Herniated Intervertebral Disc: The Basics.
Herniated discs are a common cause of lower back pain, probably not as common as people think, but hopefully this article helps to give a better understanding of the basic Anatomy, Symptoms, and some potential treatment options
What are Intervertebral Discs:
Intervertebral discs are fibrocartilaginous “cushions” located between the vertebrae of the spine. They serve as shock absorbers and allow for flexibility and movement in the spine. Each disc has a robust, tough outer layer called the annulus fibrosus (akin to our fingernails) and a “softer”, gel-like centre called the nucleus pulposus.
What’s Actually Happening:
A herniated intervertebral disc, incorrectly known as a slipped disc (another time!) or uncommonly a ruptured disc, occurs when the nucleus pulposus bulges or in the later case ruptures through a tear in the annulus fibrosus (bulging like a squeezed balloon in your hand). This can result (although less commonly than we used to believe) in compression or irritation of nearby nerve roots, leading to pain and other symptoms.
There are several factors that can increase the risk of developing a herniated disc (more detail another time!), including age, genetics, lifestyle, and less so occupation. As we age, the discs lose water content and can become less flexible, which we think makes them more prone to injury. Lifestyle factors such as smoking, obesity, and less so poor posture (what is good posture?) can also increase the risk of disc injury.

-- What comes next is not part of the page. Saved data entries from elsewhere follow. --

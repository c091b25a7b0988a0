//! Property search tool backed by the Melo API.
//!
//! The caller's API key is read from the `x-api-key` header of each
//! invocation and handed straight to the upstream client. Nothing about the
//! call outlives it.

use std::sync::Arc;

use futures::FutureExt;
use rmcp::{
    ErrorData as McpError,
    handler::server::tool::{ToolCallContext, ToolRoute, cached_schema_for_type},
    model::{CallToolResult, Tool},
};
use serde_json::Value;
use tracing::{error, info, instrument, warn};

use super::client::PropertySource;
use super::common::{error_result, payload_result};
use super::credential::ApiKey;
use super::criteria::SearchCriteria;
use super::error::SearchError;
use super::query::translate;

#[cfg(feature = "http")]
use crate::domains::tools::ToolError;

/// Property search tool.
pub struct SearchPropertiesTool;

impl SearchPropertiesTool {
    /// Tool name as registered in MCP.
    pub const NAME: &'static str = "search_properties";

    /// Human-readable title.
    pub const TITLE: &'static str = "Search Properties";

    /// Tool description shown to clients.
    pub const DESCRIPTION: &'static str = "Search for real estate properties in France using the Melo API with comprehensive filtering options. \
         Requires an X-API-KEY header with a valid Melo API key.\n\
         \n\
         Returns the raw Melo collection of matching properties (`hydra:totalItems`, `hydra:member`), \
         including location, price, surface area, features and available pictures.\n\
         \n\
         Example usage:\n\
         - Apartments to buy in Paris with 2+ bedrooms: \
         property_type=\"apartment\", transaction_type=\"sell\", bedroom_min=2, zip_codes=[\"75001\", \"75002\"]\n\
         - Houses for rent under 2000€: property_type=\"house\", transaction_type=\"rent\", budget_max=2000";

    /// Run a search.
    ///
    /// Validation and the credential check both happen before the source is
    /// touched.
    #[instrument(skip_all, fields(
        property_type = ?params.property_type,
        transaction_type = ?params.transaction_type,
        page = params.page,
    ))]
    pub async fn execute(
        source: &dyn PropertySource,
        credential: Option<ApiKey>,
        params: &SearchCriteria,
    ) -> Result<Value, SearchError> {
        if let Err(e) = params.validate() {
            warn!("Rejected search parameters: {}", e);
            return Err(e);
        }

        let Some(credential) = credential else {
            error!("Missing X-API-KEY header");
            return Err(SearchError::MissingCredential);
        };
        info!("Using API key from request headers");

        let query = translate(params);
        source.fetch(&credential, &query).await
    }

    /// Run a search and wrap the outcome as an MCP tool result.
    pub async fn call(
        source: &dyn PropertySource,
        credential: Option<ApiKey>,
        params: &SearchCriteria,
    ) -> CallToolResult {
        match Self::execute(source, credential, params).await {
            Ok(payload) => payload_result(payload),
            Err(e) => error_result(&e.to_string()),
        }
    }

    /// HTTP handler for this tool (for HTTP transport).
    ///
    /// Malformed arguments are returned as `Err`; search failures are
    /// reported inside the tool result with `isError` set.
    #[cfg(feature = "http")]
    pub async fn http_handler(
        arguments: Value,
        credential: Option<ApiKey>,
        source: Arc<dyn PropertySource>,
    ) -> Result<Value, ToolError> {
        let params: SearchCriteria = serde_json::from_value(arguments)
            .map_err(|e| ToolError::invalid_arguments(e.to_string()))?;

        let result = Self::call(source.as_ref(), credential, &params).await;

        serde_json::to_value(result).map_err(|e| ToolError::internal(e.to_string()))
    }

    /// Create a Tool model for this tool (metadata).
    pub fn to_tool() -> Tool {
        Tool {
            name: Self::NAME.into(),
            description: Some(Self::DESCRIPTION.into()),
            input_schema: cached_schema_for_type::<SearchCriteria>(),
            annotations: None,
            output_schema: None,
            icons: None,
            meta: None,
            title: Some(Self::TITLE.into()),
        }
    }

    /// Create a ToolRoute for the rmcp `ServerHandler`.
    ///
    /// The key is taken from the `http::request::Parts` that the Streamable
    /// HTTP transport attaches to every request.
    pub fn create_route<S>(source: Arc<dyn PropertySource>) -> ToolRoute<S>
    where
        S: Send + Sync + 'static,
    {
        ToolRoute::new_dyn(Self::to_tool(), move |ctx: ToolCallContext<'_, S>| {
            let args = ctx.arguments.clone().unwrap_or_default();
            let credential = ctx
                .request_context
                .extensions
                .get::<http::request::Parts>()
                .and_then(|parts| ApiKey::from_headers(&parts.headers));
            let source = source.clone();
            async move {
                let params: SearchCriteria = serde_json::from_value(Value::Object(args))
                    .map_err(|e| McpError::invalid_params(e.to_string(), None))?;

                Ok(Self::call(source.as_ref(), credential, &params).await)
            }
            .boxed()
        })
    }
}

Finally, occupations that require repetitive lifting, twisting, or bending while carrying load can put us at greater risk if we are not conditioned for the forces we put through our spine.
Some Common Signs and Symptoms of a herniated disc: (depending on the location and severity of the injury)

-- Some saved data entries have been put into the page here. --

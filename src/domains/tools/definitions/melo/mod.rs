//! Melo real-estate tools module.
//!
//! - `criteria`: caller-facing search parameters and their label mappings
//! - `query`: translation of criteria into the upstream query string
//! - `client`: the HTTP client and the `PropertySource` seam
//! - `credential`: per-invocation API key extraction
//! - `search`: the `search_properties` MCP tool

pub mod client;
pub mod common;
pub mod credential;
pub mod criteria;
pub mod error;
pub mod query;
pub mod search;

pub use client::{MeloClient, PropertySource};
pub use credential::{API_KEY_HEADER, ApiKey};
pub use criteria::{OrderBy, PropertyType, SearchCriteria, SortDirection, TransactionType};
pub use error::{ErrorKind, SearchError};
pub use query::{UpstreamQuery, translate};
pub use search::SearchPropertiesTool;
//! Core module containing shared infrastructure components.
//!
//! This module provides the foundational building blocks for the MCP server,
//! including error handling, configuration, server lifecycle management,
//! and transport layer abstractions.

pub mod config;
pub mod error;
pub mod server;
pub mod transport;

pub use config::Config;
pub use error::{Error, Result};
pub use server::McpServer;
pub use transport::{TransportConfig, TransportService};
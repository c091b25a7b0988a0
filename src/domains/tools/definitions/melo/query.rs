//! Translation of search criteria into the Melo query string.
//!
//! The upstream expects PHP-style array keys (`propertyTypes[]`,
//! `includedZipcodes[]`) and bracketed sort keys (`order[price]`), so the
//! query is kept as an ordered list of pairs rather than a map.

use serde::Serialize;

use super::criteria::SearchCriteria;

/// Upstream query key names.
pub mod keys {
    pub const PROPERTY_TYPES: &str = "propertyTypes[]";
    pub const TRANSACTION_TYPE: &str = "transactionType";
    pub const BUDGET_MIN: &str = "budgetMin";
    pub const BUDGET_MAX: &str = "budgetMax";
    pub const SURFACE_MIN: &str = "surfaceMin";
    pub const SURFACE_MAX: &str = "surfaceMax";
    pub const PRICE_PER_METER_MIN: &str = "pricePerMeterMin";
    pub const PRICE_PER_METER_MAX: &str = "pricePerMeterMax";
    pub const BEDROOM_MIN: &str = "bedroomMin";
    pub const INCLUDED_ZIPCODES: &str = "includedZipcodes[]";
    pub const ITEMS_PER_PAGE: &str = "itemsPerPage";
    pub const PAGE: &str = "page";
    pub const WITH_COHERENT_PRICE: &str = "withCoherentPrice";
}

/// Ordered, possibly multi-valued query pairs sent to the upstream API.
#[derive(Debug, Clone, Default, PartialEq, Eq, Serialize)]
#[serde(transparent)]
pub struct UpstreamQuery {
    pairs: Vec<(&'static str, String)>,
}

impl UpstreamQuery {
    pub fn new() -> Self {
        Self::default()
    }

    pub fn push(&mut self, key: &'static str, value: impl ToString) {
        self.pairs.push((key, value.to_string()));
    }

    /// Push a pair only when the value is present.
    pub fn push_opt<T: ToString>(&mut self, key: &'static str, value: Option<T>) {
        if let Some(value) = value {
            self.push(key, value);
        }
    }

    pub fn pairs(&self) -> &[(&'static str, String)] {
        &self.pairs
    }

    /// First value recorded under `key`.
    pub fn get(&self, key: &str) -> Option<&str> {
        self.pairs
            .iter()
            .find(|(k, _)| *k == key)
            .map(|(_, v)| v.as_str())
    }

    /// All values recorded under `key`, in insertion order.
    pub fn get_all(&self, key: &str) -> Vec<&str> {
        self.pairs
            .iter()
            .filter(|(k, _)| *k == key)
            .map(|(_, v)| v.as_str())
            .collect()
    }

    pub fn contains_key(&self, key: &str) -> bool {
        self.pairs.iter().any(|(k, _)| *k == key)
    }

    pub fn len(&self) -> usize {
        self.pairs.len()
    }

    pub fn is_empty(&self) -> bool {
        self.pairs.is_empty()
    }

    /// URL-encoded form of the query, for logging.
    pub fn encoded(&self) -> String {
        serde_urlencoded::to_string(self).unwrap_or_default()
    }
}

/// Build the upstream query for the given criteria.
///
/// Optional fields emit nothing when unset. Pagination and the coherent-price
/// flag are always appended last.
pub fn translate(criteria: &SearchCriteria) -> UpstreamQuery {
    let mut query = UpstreamQuery::new();

    query.push(keys::PROPERTY_TYPES, criteria.property_type.code());
    query.push(keys::TRANSACTION_TYPE, criteria.transaction_type.code());

    query.push_opt(keys::BUDGET_MIN, criteria.budget_min);
    query.push_opt(keys::BUDGET_MAX, criteria.budget_max);
    query.push_opt(keys::SURFACE_MIN, criteria.surface_min);
    query.push_opt(keys::SURFACE_MAX, criteria.surface_max);
    query.push_opt(keys::PRICE_PER_METER_MIN, criteria.price_per_meter_min);
    query.push_opt(keys::PRICE_PER_METER_MAX, criteria.price_per_meter_max);
    query.push_opt(keys::BEDROOM_MIN, criteria.bedroom_min);

    for zip_code in criteria.zip_codes.iter().flatten() {
        query.push(keys::INCLUDED_ZIPCODES, zip_code);
    }

    if let Some(order_by) = criteria.order_by {
        query.push(order_by.upstream_key(), order_by.direction().as_str());
    }

    query.push(keys::ITEMS_PER_PAGE, criteria.items_per_page);
    query.push(keys::PAGE, criteria.page);
    query.push(keys::WITH_COHERENT_PRICE, "true");

    query
}

#[cfg(test)]
mod tests {
    use super::super::criteria::{OrderBy, PropertyType, TransactionType};
    use super::*;

    const RANGE_KEYS: [&str; 7] = [
        keys::BUDGET_MIN,
        keys::BUDGET_MAX,
        keys::SURFACE_MIN,
        keys::SURFACE_MAX,
        keys::PRICE_PER_METER_MIN,
        keys::PRICE_PER_METER_MAX,
        keys::BEDROOM_MIN,
    ];

    fn set_range_field(criteria: &mut SearchCriteria, index: usize, value: i64) {
        match index {
            0 => criteria.budget_min = Some(value),
            1 => criteria.budget_max = Some(value),
            2 => criteria.surface_min = Some(value),
            3 => criteria.surface_max = Some(value),
            4 => criteria.price_per_meter_min = Some(value),
            5 => criteria.price_per_meter_max = Some(value),
            6 => criteria.bedroom_min = Some(value),
            _ => unreachable!(),
        }
    }

    fn sort_pairs(query: &UpstreamQuery) -> Vec<(&str, &str)> {
        query
            .pairs()
            .iter()
            .filter(|(k, _)| k.starts_with("order["))
            .map(|(k, v)| (*k, v.as_str()))
            .collect()
    }

    #[test]
    fn test_optional_fields_present_iff_set() {
        // Every subset of the optional range fields.
        for mask in 0u32..(1 << RANGE_KEYS.len()) {
            let mut criteria = SearchCriteria::default();
            for index in 0..RANGE_KEYS.len() {
                if mask & (1 << index) != 0 {
                    set_range_field(&mut criteria, index, 100 + index as i64);
                }
            }

            let query = translate(&criteria);
            for (index, key) in RANGE_KEYS.iter().enumerate() {
                let set = mask & (1 << index) != 0;
                assert_eq!(query.contains_key(key), set, "mask {mask:#b}, key {key}");
                if set {
                    assert_eq!(query.get(key), Some((100 + index).to_string().as_str()));
                    assert_eq!(query.get_all(key).len(), 1);
                }
            }
            assert!(!query.contains_key(keys::INCLUDED_ZIPCODES));
            assert!(sort_pairs(&query).is_empty());
        }
    }

    #[test]
    fn test_translate_is_deterministic() {
        let criteria = SearchCriteria {
            property_type: PropertyType::House,
            surface_min: Some(40),
            zip_codes: Some(vec!["69001".into(), "69002".into()]),
            order_by: Some(OrderBy::Price),
            ..Default::default()
        };
        assert_eq!(translate(&criteria), translate(&criteria));
    }

    #[test]
    fn test_pagination_and_flag_always_present() {
        let query = translate(&SearchCriteria::default());
        assert_eq!(query.get(keys::ITEMS_PER_PAGE), Some("5"));
        assert_eq!(query.get(keys::PAGE), Some("1"));
        assert_eq!(query.get(keys::WITH_COHERENT_PRICE), Some("true"));
        assert_eq!(query.get(keys::PROPERTY_TYPES), Some("0"));
        assert_eq!(query.get(keys::TRANSACTION_TYPE), Some("0"));
        assert_eq!(query.len(), 5);

        let paged = translate(&SearchCriteria {
            items_per_page: 10,
            page: 3,
            ..Default::default()
        });
        assert_eq!(paged.get(keys::ITEMS_PER_PAGE), Some("10"));
        assert_eq!(paged.get(keys::PAGE), Some("3"));
    }

    #[test]
    fn test_order_by_price_per_meter() {
        let query = translate(&SearchCriteria {
            order_by: Some(OrderBy::PricePerMeter),
            ..Default::default()
        });
        assert_eq!(sort_pairs(&query), vec![("order[pricePerMeter]", "asc")]);
    }

    #[test]
    fn test_order_by_price() {
        let query = translate(&SearchCriteria {
            order_by: Some(OrderBy::Price),
            ..Default::default()
        });
        assert_eq!(sort_pairs(&query), vec![("order[price]", "asc")]);
    }

    #[test]
    fn test_order_by_updated_at() {
        let query = translate(&SearchCriteria {
            order_by: Some(OrderBy::UpdatedAt),
            ..Default::default()
        });
        assert_eq!(sort_pairs(&query), vec![("order[updatedAt]", "desc")]);
    }

    #[test]
    fn test_zip_codes_repeated_in_order() {
        let query = translate(&SearchCriteria {
            zip_codes: Some(vec!["75011".into(), "75012".into(), "75011".into()]),
            ..Default::default()
        });
        assert_eq!(
            query.get_all(keys::INCLUDED_ZIPCODES),
            vec!["75011", "75012", "75011"]
        );
    }

    #[test]
    fn test_empty_zip_codes_emit_nothing() {
        let query = translate(&SearchCriteria {
            zip_codes: Some(vec![]),
            ..Default::default()
        });
        assert!(!query.contains_key(keys::INCLUDED_ZIPCODES));
    }

    #[test]
    fn test_house_rent_budget_max() {
        let query = translate(&SearchCriteria {
            property_type: PropertyType::House,
            transaction_type: TransactionType::Rent,
            budget_max: Some(2000),
            ..Default::default()
        });

        assert_eq!(
            query.pairs(),
            &[
                ("propertyTypes[]", "1".to_string()),
                ("transactionType", "1".to_string()),
                ("budgetMax", "2000".to_string()),
                ("itemsPerPage", "5".to_string()),
                ("page", "1".to_string()),
                ("withCoherentPrice", "true".to_string()),
            ]
        );
    }

    #[test]
    fn test_pair_order() {
        let query = translate(&SearchCriteria {
            budget_min: Some(1),
            bedroom_min: Some(2),
            zip_codes: Some(vec!["13001".into()]),
            order_by: Some(OrderBy::UpdatedAt),
            ..Default::default()
        });
        let keys: Vec<&str> = query.pairs().iter().map(|(k, _)| *k).collect();
        assert_eq!(
            keys,
            vec![
                "propertyTypes[]",
                "transactionType",
                "budgetMin",
                "bedroomMin",
                "includedZipcodes[]",
                "order[updatedAt]",
                "itemsPerPage",
                "page",
                "withCoherentPrice",
            ]
        );
    }

    #[test]
    fn test_encoded_query_string() {
        let query = translate(&SearchCriteria {
            zip_codes: Some(vec!["75011".into(), "75012".into()]),
            ..Default::default()
        });
        assert_eq!(
            query.encoded(),
            "propertyTypes%5B%5D=0&transactionType=0&includedZipcodes%5B%5D=75011\
             &includedZipcodes%5B%5D=75012&itemsPerPage=5&page=1&withCoherentPrice=true"
        );
    }
}
//! Per-invocation API key handling.
//!
//! The key travels from the transport headers to the upstream request as an
//! explicit argument. It is never stored in configuration or shared state.

use http::HeaderMap;

/// Header carrying the caller's Melo API key.
pub const API_KEY_HEADER: &str = "x-api-key";

/// Caller-supplied Melo API key.
#[derive(Clone, PartialEq, Eq)]
pub struct ApiKey(String);

impl ApiKey {
    /// Wrap a raw key. Blank values are treated as absent.
    pub fn new(value: impl Into<String>) -> Option<Self> {
        let value = value.into();
        if value.trim().is_empty() {
            None
        } else {
            Some(Self(value))
        }
    }

    /// Read the key from request headers (header names are case-insensitive).
    pub fn from_headers(headers: &HeaderMap) -> Option<Self> {
        headers
            .get(API_KEY_HEADER)
            .and_then(|value| value.to_str().ok())
            .and_then(Self::new)
    }

    /// The raw key, for building the upstream request only.
    pub fn expose(&self) -> &str {
        &self.0
    }
}

/// Custom Debug implementation to redact the key from logs.
impl std::fmt::Debug for ApiKey {
    fn fmt(&self, f: &mut std::fmt::Formatter<'_>) -> std::fmt::Result {
        f.debug_tuple("ApiKey").field(&"[REDACTED]").finish()
    }
}
//! Tool definitions module.
//!
//! This module exports all available tool definitions.
//! Each tool is defined in its own file for better maintainability.

pub mod melo;

pub use melo::{MeloClient, PropertySource, SearchCriteria, SearchPropertiesTool};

- Pain: This can be localised to the affected area or radiate to other parts of the body, such as the arms or legs. The pain may be dull, sharp, burning or electric in nature and can be aggravated by certain movements or positions which may lead to the pain “travelling away from the body, down the leg or down the arm).
- Numbness or tingling: This can occur in the affected area or in other parts of the body innervated by the compressed nerve root, such as the foot or hand. Numbness or tingling may be accompanied by a feeling of pins and needles or a burning sensation.
- Weakness: The compression may impact the innervation of certain muscles. This can affect muscle strength and coordination, making it difficult to perform certain activities. Weakness may be mild or severe and can be accompanied by muscle atrophy over time.
Loss of bladder or bowel control: This is a rare but serious symptom that requires immediate medical attention. It can indicate compression of the cauda equina, a bundle of nerves at the base of the spinal cord.
It's important to note that not all herniated discs cause symptoms, and some may even resolve on their own with conservative treatment such as rest, ice, and physical therapy. However, in cases where symptoms persist or worsen, further diagnostic testing such as imaging studies or electromyography may be needed.
Treatment for a herniated disc depends on the severity and duration of symptoms, as well as the patient's overall health and medical history. Conservative treatment options include:
Rest: Taking a break from activities that aggravate symptoms can help reduce inflammation and pain.
Ice or heat: Applying ice or heat to the affected area can help reduce pain and inflammation.
Physical therapy: A physiotherapist can design a program of exercises and stretches to improve flexibility, strength, and posture, and reduce pain.
Medications: Over-the-counter pain relievers such as acetaminophen or nonsteroidal anti-inflammatory drugs (NSAIDs) can help reduce pain and inflammation. In some cases, prescription medications such as muscle relaxants or opioids may be needed.
Epidural steroid injections: These injections can help reduce inflammation and pain in the affected area.
In cases where conservative treatment fails or symptoms are severe, surgery may be necessary. The type of surgery depends on the location and severity of the herniation, as well as the patient's overall health and medical history. Common surgical options include discectomy, laminectomy, and spinal fusion.